Notably, the map was the product of an extremely ambitious commercial art project and, as such, it is of extraordinarily fine printing quality, design and embellishment with lovely aquatint views. Johnson’s work, issued only four years before the abolition of slavery, is the last map to capture Antigua during the era of the sugar economy, before the island underwent a dramatic socio-economic transformation that included the brief rise of a Black elite community on the island and the downfall of its agrarian sector.
Johnson’s work, which was the only major map of the Antigua produced between 1793 and 1852, shows the island divided into its 6 parishes, with each distinguished by its own resplendent hue of original colour, while the coastlines are traced in an azure wash. The work, executed to the ample scale of About 1¼ miles to 1 inch, names all the estates and shows the street grid of the capital, Saint John’s. The ‘Reference’, on the lefthand side, explains the symbols used throughout to identify Churches, Chapels, [the power sources for grinding sugar cane:] Windmills, Dismantled Windmills (indicative of the decline in the sugar industry), Cattle Mills, Dismantled Cattle Mills, Steam Mills (a recent innovation), ‘Negroes Houses’ (Slaves’ Quarters), Roads, Parish Boundaries, Division Boundaries and Forts & Batteries. The numbers along the roads mark the mileages between major junctures.
The map features much practical nautical information, as it charts the islands dangerous offshore reefs, and provides notes for sailors, including ‘Directions for Saint John’s’ (upper centre) and ‘Directions for Saint John’s Road and Harbour’ (lower centre), while a line in the sea to the north of the island reveals a good route from Saint John’s out to the open Atlantic.
A highlight of the work is the 5 lovely hand coloured aquatint coastal profile views, lower right, meant to aid mariners, likely made after original sketches by Johnson, who was skilled artist. They are, from top to bottom: [1] ‘Appearance of Deseada when first seen S.W.½S. about 8 leagues’ {La Deseada, or La Désirade, is an island off Guadeloupe that was a key waypoint for sailing to Antigua from Europe}; [2] ‘Deseada bearing S.W.b.S. about 5 leagues’; [3] ‘Appearance of Antigua bearing S.W.b.W. distant 8 or 9 leagues; [4] ‘Appearance of the Island of Antigua from W.b.S. to W.N.W. about 4 leagues’; and [5] ‘Appearance of the Land entering St. John’s Harbour Antigua’, being a lovely prospect.
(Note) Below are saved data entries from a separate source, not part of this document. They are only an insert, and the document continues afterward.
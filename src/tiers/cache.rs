//! Cache Tier
//!
//! Moka-backed in-process cache. Entries expire after their own TTL, or the
//! tier default when written without one (promotions, default routing).

use async_trait::async_trait;
use moka::future::Cache;
use moka::Expiry;
use std::time::{Duration, Instant};
use tracing::debug;

use super::{MemoryEntry, Tier, TierBackend, TierCounters, TierStats};
use crate::error::CoreResult;

struct EntryExpiry {
    default_ttl: Duration,
}

impl Expiry<String, MemoryEntry> for EntryExpiry {
    fn expire_after_create(&self, _key: &String, value: &MemoryEntry, _created_at: Instant) -> Option<Duration> {
        Some(value.ttl.unwrap_or(self.default_ttl))
    }

    fn expire_after_update(
        &self,
        _key: &String,
        value: &MemoryEntry,
        _updated_at: Instant,
        _duration_until_expiry: Option<Duration>,
    ) -> Option<Duration> {
        Some(value.ttl.unwrap_or(self.default_ttl))
    }
}

/// In-process cache tier
#[derive(Clone)]
pub struct CacheTier {
    cache: Cache<String, MemoryEntry>,
    counters: std::sync::Arc<TierCounters>,
}

impl CacheTier {
    /// Create a cache holding at most `max_entries`, with `default_ttl` for entries without one
    pub fn new(max_entries: u64, default_ttl: Duration) -> Self {
        let cache = Cache::builder()
            .max_capacity(max_entries)
            .expire_after(EntryExpiry { default_ttl })
            .build();

        Self {
            cache,
            counters: Default::default(),
        }
    }

    pub fn entry_count(&self) -> u64 {
        self.cache.entry_count()
    }

    /// Drop every entry
    pub fn clear(&self) {
        self.cache.invalidate_all();
    }
}

#[async_trait]
impl TierBackend for CacheTier {
    fn tier(&self) -> Tier {
        Tier::Cache
    }

    async fn get(&self, key: &str) -> CoreResult<Option<MemoryEntry>> {
        let entry = self.cache.get(key).await.filter(|e| !e.is_expired());
        self.counters.read(entry.is_some());

        if entry.is_some() {
            debug!("Cache HIT: {}", key);
        } else {
            debug!("Cache MISS: {}", key);
        }
        Ok(entry)
    }

    async fn put(&self, entry: MemoryEntry) -> CoreResult<()> {
        self.counters.write();
        self.cache.insert(entry.key.clone(), entry).await;
        Ok(())
    }

    async fn delete(&self, key: &str) -> CoreResult<bool> {
        self.counters.delete();
        Ok(self.cache.remove(key).await.is_some())
    }

    async fn delete_older(&self, key: &str, stamp: u64) -> CoreResult<bool> {
        match self.cache.get(key).await {
            Some(existing) if existing.written_at < stamp => self.delete(key).await,
            _ => Ok(false),
        }
    }

    fn stats(&self) -> TierStats {
        self.counters.snapshot()
    }
}

#[cfg(test)]
mod tests {
    use super::*;
    use crate::tiers::Payload;

    #[tokio::test]
    async fn test_cache_hit_miss() {
        let cache = CacheTier::new(100, Duration::from_secs(60));

        assert!(cache.get("k").await.unwrap().is_none());

        let entry = MemoryEntry::new("k", Tier::Cache, Payload::text("v"), "default", 1);
        cache.put(entry.clone()).await.unwrap();

        let hit = cache.get("k").await.unwrap().unwrap();
        assert_eq!(hit.payload, entry.payload);

        let stats = cache.stats();
        assert_eq!(stats.reads, 2);
        assert_eq!(stats.hits, 1);
        assert_eq!(stats.misses, 1);
        assert_eq!(stats.writes, 1);
    }

    #[tokio::test]
    async fn test_entry_ttl_expires() {
        let cache = CacheTier::new(100, Duration::from_secs(60));

        let entry = MemoryEntry::new("short", Tier::Cache, Payload::text("v"), "default", 1)
            .with_ttl(Duration::from_millis(20));
        cache.put(entry).await.unwrap();
        assert!(cache.get("short").await.unwrap().is_some());

        tokio::time::sleep(Duration::from_millis(40)).await;
        assert!(cache.get("short").await.unwrap().is_none());
    }

    #[tokio::test]
    async fn test_delete() {
        let cache = CacheTier::new(100, Duration::from_secs(60));
        cache
            .put(MemoryEntry::new("k", Tier::Cache, Payload::text("v"), "default", 1))
            .await
            .unwrap();

        assert!(cache.delete("k").await.unwrap());
        assert!(!cache.delete("k").await.unwrap());
        assert!(cache.get("k").await.unwrap().is_none());
    }
}
//! Integration tests for virtual key slots and their breakers

use std::sync::Arc;
use std::time::Duration;
use swarm_router::{CircuitBreakerConfig, CircuitBreakerRegistry, CoreError, ProviderCredential, VirtualKeyPool};
use tokio_test::{assert_ok, assert_pending, assert_ready_ok, task};

fn pool(slots: usize, threshold: u32) -> Arc<VirtualKeyPool> {
    let breakers = Arc::new(CircuitBreakerRegistry::new(CircuitBreakerConfig {
        failure_threshold: threshold,
        cooldown: Duration::from_secs(60),
    }));
    Arc::new(VirtualKeyPool::new(
        &[ProviderCredential {
            provider: "openai".to_string(),
            slot_count: slots,
            max_concurrent_per_slot: 1,
        }],
        breakers,
    ))
}

#[tokio::test]
async fn test_failing_slot_is_skipped_then_pool_reports_circuit_open() {
    let pool = pool(2, 1);

    let first = pool.try_acquire("openai", "a").unwrap().unwrap();
    assert_eq!(first.slot_id, 0);
    pool.report(&first, false);
    pool.release(&first);

    // Slot 0 is open, so the next lease lands on slot 1
    let second = pool.acquire("openai", "a", Duration::from_millis(50)).await.unwrap();
    assert_eq!(second.slot_id, 1);
    assert_eq!(pool.stats()[0].open_slots, 1);

    pool.report(&second, false);
    pool.release(&second);

    assert!(matches!(
        pool.acquire("openai", "a", Duration::from_millis(50)).await,
        Err(CoreError::ProviderCircuitOpen(p)) if p == "openai"
    ));
}

#[tokio::test]
async fn test_waiter_wakes_on_release() {
    let pool = pool(1, 5);
    let held = pool.acquire("openai", "first", Duration::from_millis(10)).await.unwrap();

    let waiter = {
        let pool = Arc::clone(&pool);
        tokio::spawn(async move { pool.acquire("openai", "second", Duration::from_secs(5)).await })
    };

    tokio::time::sleep(Duration::from_millis(50)).await;
    assert_eq!(pool.stats()[0].waiting, 1);
    assert!(pool.release(&held));
    assert!(!pool.release(&held));

    let handle = waiter.await.unwrap().unwrap();
    assert_eq!(handle.agent_id, "second");
    assert_eq!(pool.stats()[0].waiting, 0);
}

#[tokio::test]
async fn test_exhaustion_is_distinct_from_circuit_open() {
    let pool = pool(1, 5);
    let _held = pool.acquire("openai", "a", Duration::from_millis(10)).await.unwrap();

    assert!(matches!(
        pool.acquire("openai", "b", Duration::from_millis(30)).await,
        Err(CoreError::KeyExhausted { provider, .. }) if provider == "openai"
    ));
    assert!(matches!(
        pool.acquire("anthropic", "b", Duration::from_millis(30)).await,
        Err(CoreError::UnknownProvider(_))
    ));
}

#[tokio::test]
async fn test_parked_acquire_is_woken_by_release() {
    let pool = pool(1, 5);
    let held = assert_ok!(pool.try_acquire("openai", "a")).unwrap();

    let mut acquire = task::spawn(pool.acquire("openai", "b", Duration::from_secs(5)));
    assert_pending!(acquire.poll());
    assert!(!acquire.is_woken());
    assert_eq!(pool.stats()[0].waiting, 1);

    assert!(pool.release(&held));
    assert!(acquire.is_woken());

    let handle = assert_ready_ok!(acquire.poll());
    assert_eq!(handle.agent_id, "b");
    assert_eq!(pool.stats()[0].waiting, 0);
}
The ‘Observations’, in the upper left corner, note that Antigua has a land area of 108¼ square miles, or 69,277 acres, while below is the breakdown in acreage for each of the island’s parishes.
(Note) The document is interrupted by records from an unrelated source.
//! Error taxonomy
//!
//! One error type shared by the router, key pool and coordinator so callers can
//! match on the failure class without unwrapping nested errors.

use thiserror::Error;

use crate::tiers::Tier;

/// Core errors
#[derive(Error, Debug)]
pub enum CoreError {
    /// Every tier in the chain failed or was circuit-open
    #[error("Tier unavailable: {0}")]
    TierUnavailable(String),
    #[error("Key not found: {0}")]
    NotFound(String),
    /// Hints could not be resolved to a single tier
    #[error("Routing ambiguous: {0}")]
    RoutingAmbiguous(String),
    #[error("No credential slot available for provider {provider} within {waited_ms}ms")]
    KeyExhausted { provider: String, waited_ms: u64 },
    /// Every slot of the provider is behind an open breaker
    #[error("Provider circuit open: {0}")]
    ProviderCircuitOpen(String),
    #[error("Task timed out: {0}")]
    TaskTimeout(String),
    #[error("Aggregation quorum failed: {succeeded}/{total} subtasks succeeded")]
    AggregationQuorumFailed { succeeded: usize, total: usize },
    #[error("No agent declares capability: {0}")]
    AgentCapabilityMismatch(String),
    #[error("Unknown provider: {0}")]
    UnknownProvider(String),
    #[error("Unknown run: {0}")]
    UnknownRun(String),
    #[error("Provider call failed: {0}")]
    Provider(String),
    /// Request rejected by a tier before any storage was touched
    #[error("Invalid input: {0}")]
    InvalidInput(String),
    #[error("Invalid task: {0}")]
    InvalidTask(String),
    #[error("Cancelled: {0}")]
    Cancelled(String),
    #[error("Configuration error: {0}")]
    Config(String),
    #[error("{tier} tier error: {message}")]
    Storage { tier: Tier, message: String },
    #[error("SQLite error: {0}")]
    Sqlite(#[from] rusqlite::Error),
    #[error("IO error: {0}")]
    Io(#[from] std::io::Error),
    #[error("Serialization error: {0}")]
    Serialization(#[from] serde_json::Error),
    #[error("Coordinator is shutting down")]
    ShuttingDown,
}

impl CoreError {
    pub fn storage(tier: Tier, message: impl Into<String>) -> Self {
        Self::Storage {
            tier,
            message: message.into(),
        }
    }

    /// Errors caused by the request rather than the backend; these never
    /// count against a breaker
    pub fn is_caller_error(&self) -> bool {
        matches!(self, Self::InvalidInput(_))
    }

    /// Short machine-readable code, used in persisted subtask failures
    pub fn code(&self) -> &'static str {
        match self {
            Self::TierUnavailable(_) => "tier_unavailable",
            Self::NotFound(_) => "not_found",
            Self::RoutingAmbiguous(_) => "routing_ambiguous",
            Self::KeyExhausted { .. } => "key_exhausted",
            Self::ProviderCircuitOpen(_) => "provider_circuit_open",
            Self::TaskTimeout(_) => "task_timeout",
            Self::AggregationQuorumFailed { .. } => "aggregation_quorum_failed",
            Self::AgentCapabilityMismatch(_) => "agent_capability_mismatch",
            Self::UnknownProvider(_) => "unknown_provider",
            Self::UnknownRun(_) => "unknown_run",
            Self::Provider(_) => "provider_error",
            Self::InvalidInput(_) => "invalid_input",
            Self::InvalidTask(_) => "invalid_task",
            Self::Cancelled(_) => "cancelled",
            Self::Config(_) => "config",
            Self::Storage { .. } => "storage",
            Self::Sqlite(_) => "sqlite",
            Self::Io(_) => "io",
            Self::Serialization(_) => "serialization",
            Self::ShuttingDown => "shutting_down",
        }
    }
}

/// Result type for core operations
pub type CoreResult<T> = Result<T, CoreError>;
In the lower left corner is a chart, ‘The Population of Antigua in…’ noting population statistics (divided int both ‘White’ and ‘Slave’) at regular chronological intervals from 1707 to 1824, when the island had a total of 30,314 residents.
Much of the geographical detail is predicated upon the previous great map of the island, John Luffman’s Antigua in the West Indies / America (1793), although many key details have been updated, while the artistic adornment is novel.
For comparison, please see a link to the Luffman map:
The Context of the Map’s Publication
The context of the publication of the Johnson map is unusual, and it explains its extraordinary rarity.
In the mid-1820s, J. Johnson (of whom little is known, although he was evidently a highly talented artist), embarked upon a boldly ambitious project to create a grand multi-volume folio series of topographical views (after his own drawings), as well as maps, of the British West Indian islands, accompanied by textual descriptions. No expense was to be spared in the engraving, colouring and binding of the work, which was intended to be purchased by major West Indies plantation owners, as well as merchants and military and political figures with connections to the region.
Johnson published the first 3 (of an intended 5) parts of his intended magnum opus, as A Series of Views in the West Indies: engraved from drawings taken recently in the islands: with letter press explanations made from actual observations (London: published by (Parts I-II:) Messrs. Underwood (part III:) Smith, Elder & Co, 1827-1829). This work included 11 grand topographical views (variously of Antigua, St. Christopher and Tortola), and, in Part III, an example of the present map, as well as the publisher’s advertisement leaf for the map.
However, A Series of Views in the West Indies, despite its inarguable artistic merits, was commercially a white elephant. Johnson’s timing was terrible, as the 1820s saw the sharp decline in the fortunes of many of his intended clients, while (as all Caribbean people know), collectors of maps/views of the West Indies tend to only like buying works featuring their own island and tend not want to pay for material showcasing ‘rival’ colonies. Indeed, it is recorded that many potential clients requested that the publisher send them certain separate views, a notion that Johnson found frustrating. As such, subscriptions flagged, while Johnson was buried in debts from the endeavour. He shelved the publication of Parts IV and V.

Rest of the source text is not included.